Türkiye’de buğday gerçeği
Türkiye’de buğday gerçeği
ZMO Konya Şube Başkanı Murat Akbulut buğday konusunu ele aldığı bir makale yayımladı. Makale şu şekilde;
‘‘Ülkemizde buğday ekim alanları 10 yılda 9 milyon hektar dan 6,8 milyon hektara düştü. En önemli sebep karlılık nedeniyle özellikle sulu tarımda buğday neredeyse ekilemez boyuta geldi. Şüphesiz dünyanın en önemli temel besin maddesi olan buğdayda dünyaya ihracat yapan ülkeler diğer ülkelerde yapılan üretimleri takip ederek fiyat politikası belirlemektedir. Yaşanan sağlık krizinde yıllık 40 milyon ton buğday ihracatı yapan Rusya hububat ürünü satmayacağını açıklayarak buğday ticaretinde krize derinlik kattı. Türkiye en çok buğday ithalatını Rusya ve Ukrayna’dan yapmaktadır. Türkiye un ticaretinde dünyada birinci, makarna ticaretinde ikinci konumdadır. Yıllık 5,5 milyon ton ekmeklik un, 1 milyon ton makarna ihracatı gerçekleştirmekteyiz.
Rakamlara bakacak olursak;
- Türkiye temel besin maddesi olarak 20 milyon ton buğday ihtiyacı bulunmaktadır.
- 5,5 milyon ton ithal edilen buğday, un ihracatı kendi dinamiklerinde üretemediği buğdayı temin noktasına gidilmektedir.
- 1 milyon ton makarnalık buğday ülkemizin makarna ihracatı için, üretimi verim ve fiyat bağlantılı yeterli olmadığından ithalat neredeyse mecbur durumda.

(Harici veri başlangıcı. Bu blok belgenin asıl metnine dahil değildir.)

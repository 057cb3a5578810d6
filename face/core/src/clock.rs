//! Monotonic Time Sources
//!
//! Every timer in the rig compares `now - last_event > deadline`, where all
//! three values are [`Duration`]s measured from the clock's epoch. The epoch
//! is fixed when the clock is created and never wraps within a session.

use std::sync::atomic::{AtomicU64, Ordering};
use std::sync::Arc;
use std::time::{Duration, Instant};

use rand::Rng;

/// A monotonically non-decreasing time source
pub trait Clock {
    /// Time elapsed since the clock's epoch
    fn now(&self) -> Duration;
}

impl<C: Clock + ?Sized> Clock for &C {
    fn now(&self) -> Duration {
        (**self).now()
    }
}

/// Wall clock backed by [`Instant`], with its epoch at construction
#[derive(Clone, Copy, Debug)]
pub struct MonotonicClock {
    epoch: Instant,
}

impl MonotonicClock {
    /// Start a clock whose epoch is now
    #[must_use]
    pub fn new() -> Self {
        Self {
            epoch: Instant::now(),
        }
    }
}

impl Default for MonotonicClock {
    fn default() -> Self {
        Self::new()
    }
}

impl Clock for MonotonicClock {
    fn now(&self) -> Duration {
        self.epoch.elapsed()
    }
}

/// Manually driven clock for replay and tests
///
/// Clones share the same reading, so a test can keep one handle and advance
/// time while the rig reads through another.
#[derive(Clone, Debug, Default)]
pub struct ManualClock {
    nanos: Arc<AtomicU64>,
}

impl ManualClock {
    /// Create a clock reading zero
    #[must_use]
    pub fn new() -> Self {
        Self::default()
    }

    /// Create a clock reading `start`
    #[must_use]
    pub fn starting_at(start: Duration) -> Self {
        let clock = Self::new();
        clock.set(start);
        clock
    }

    /// Jump to an absolute reading
    ///
    /// Readings earlier than the current one are ignored so the clock stays
    /// monotonic.
    pub fn set(&self, at: Duration) {
        let nanos = u64::try_from(at.as_nanos()).unwrap_or(u64::MAX);
        self.nanos.fetch_max(nanos, Ordering::SeqCst);
    }

    /// Move the clock forward by `delta`
    pub fn advance(&self, delta: Duration) {
        let nanos = u64::try_from(delta.as_nanos()).unwrap_or(u64::MAX);
        let _ = self
            .nanos
            .fetch_update(Ordering::SeqCst, Ordering::SeqCst, |current| {
                Some(current.saturating_add(nanos))
            });
    }
}

impl Clock for ManualClock {
    fn now(&self) -> Duration {
        Duration::from_nanos(self.nanos.load(Ordering::SeqCst))
    }
}

/// `true` once more than `deadline` has passed since `since`
///
/// Uses saturating subtraction, so a reading earlier than `since` counts as
/// no time elapsed.
#[must_use]
pub fn deadline_passed(now: Duration, since: Duration, deadline: Duration) -> bool {
    now.saturating_sub(since) > deadline
}

/// Draw a duration uniformly from `[low_secs, high_secs)`
///
/// Collapses to `high_secs` when the range is empty.
pub fn uniform_secs<R: Rng + ?Sized>(rng: &mut R, low_secs: f64, high_secs: f64) -> Duration {
    if low_secs >= high_secs {
        return Duration::from_secs_f64(high_secs.max(0.0));
    }
    Duration::from_secs_f64(rng.gen_range(low_secs..high_secs))
}
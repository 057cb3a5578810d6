//! Frame Sinks
//!
//! The daemon has no panel attached, so frames go either to the log or to
//! a JSON-lines stream that a panel driver or visualizer can consume.

use std::io::Write;

use face_core::{AtlasConfig, HardwareError, LayerFrame, LayerId, LayerPlacement, Renderer};
use serde::Serialize;
use tracing::{debug, info};

/// One layer's setup line, written before the first frame
#[derive(Debug, Serialize)]
struct LayerRecord {
    layer: LayerId,
    bitmap: String,
    anchor: [i32; 2],
    transparent: Option<String>,
}

/// One emitted line
#[derive(Debug, Serialize)]
#[serde(tag = "type", rename_all = "snake_case")]
enum Record<'a> {
    Atlas {
        frame_width: i32,
        frame_height: i32,
        layers: Vec<LayerRecord>,
    },
    Frame {
        tick: u64,
        layers: &'a [LayerPlacement; 5],
    },
}

/// Writes the atlas and every frame as JSON, one object per line
#[derive(Debug)]
pub struct JsonLinesRenderer<W: Write> {
    out: W,
    frames: u64,
}

impl<W: Write> JsonLinesRenderer<W> {
    /// Write to `out`
    pub fn new(out: W) -> Self {
        Self { out, frames: 0 }
    }

    fn emit(&mut self, record: &Record<'_>) -> Result<(), HardwareError> {
        serde_json::to_writer(&mut self.out, record)
            .map_err(|e| HardwareError::Render(e.to_string()))?;
        self.out.write_all(b"\n")?;
        self.out.flush()?;
        Ok(())
    }
}

impl<W: Write> Renderer for JsonLinesRenderer<W> {
    fn load_atlas(&mut self, atlas: &AtlasConfig) -> Result<(), HardwareError> {
        let layers = LayerId::ALL
            .iter()
            .map(|&layer| {
                let anchor = atlas.anchor(layer);
                LayerRecord {
                    layer,
                    bitmap: atlas.bitmap_path(layer).display().to_string(),
                    anchor: [anchor.x, anchor.y],
                    transparent: atlas.transparency_key(layer).map(|c| c.to_string()),
                }
            })
            .collect();
        self.emit(&Record::Atlas {
            frame_width: atlas.frame_width,
            frame_height: atlas.frame_height,
            layers,
        })
    }

    fn render(&mut self, frame: &LayerFrame) -> Result<(), HardwareError> {
        self.emit(&Record::Frame {
            tick: self.frames,
            layers: frame.layers(),
        })?;
        self.frames += 1;
        Ok(())
    }
}

/// Logs frames through tracing, only when something moved
#[derive(Debug, Default)]
pub struct LogRenderer {
    last: Option<LayerFrame>,
}

impl LogRenderer {
    /// Create a renderer with no frame drawn yet
    pub fn new() -> Self {
        Self::default()
    }
}

impl Renderer for LogRenderer {
    fn load_atlas(&mut self, atlas: &AtlasConfig) -> Result<(), HardwareError> {
        for layer in LayerId::ALL {
            let anchor = atlas.anchor(layer);
            info!(
                %layer,
                bitmap = %atlas.bitmap_path(layer).display(),
                x = anchor.x,
                y = anchor.y,
                key = ?atlas.transparency_key(layer).map(|c| c.to_string()),
                "Layer loaded"
            );
        }
        Ok(())
    }

    fn render(&mut self, frame: &LayerFrame) -> Result<(), HardwareError> {
        if self.last.as_ref() == Some(frame) {
            return Ok(());
        }
        for placement in frame.movable() {
            let moved = self
                .last
                .as_ref()
                .map_or(true, |last| last.get(placement.layer) != *placement);
            if moved {
                debug!(layer = %placement.layer, x = placement.x, y = placement.y, "Layer moved");
            }
        }
        self.last = Some(frame.clone());
        Ok(())
    }
}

Hasılı Ülkemiz yıllık ihtiyaç duyduğu 27 milyon ton buğdaya karşılık üretimimin 2020 yılında 19 milyon ton beklenmektedir. Ülkemiz bu üretimi yapmaya iklim ve üretici şartlarına baktığımızda muktedirdir. Ancak karlılık ve dünya ile rekabet edecek fiyat politikası yüzünden buğday üreticisi başka ürünlere kaymış durumda. Ancak bu yıl itibariyle gerek destek miktarındaki artış eğilimi, gerekse açıklanan buğday fiyatlarının olumlu olması önümüzdeki yıl için buğday ekiliş alanlarının artacağını göstermektedir.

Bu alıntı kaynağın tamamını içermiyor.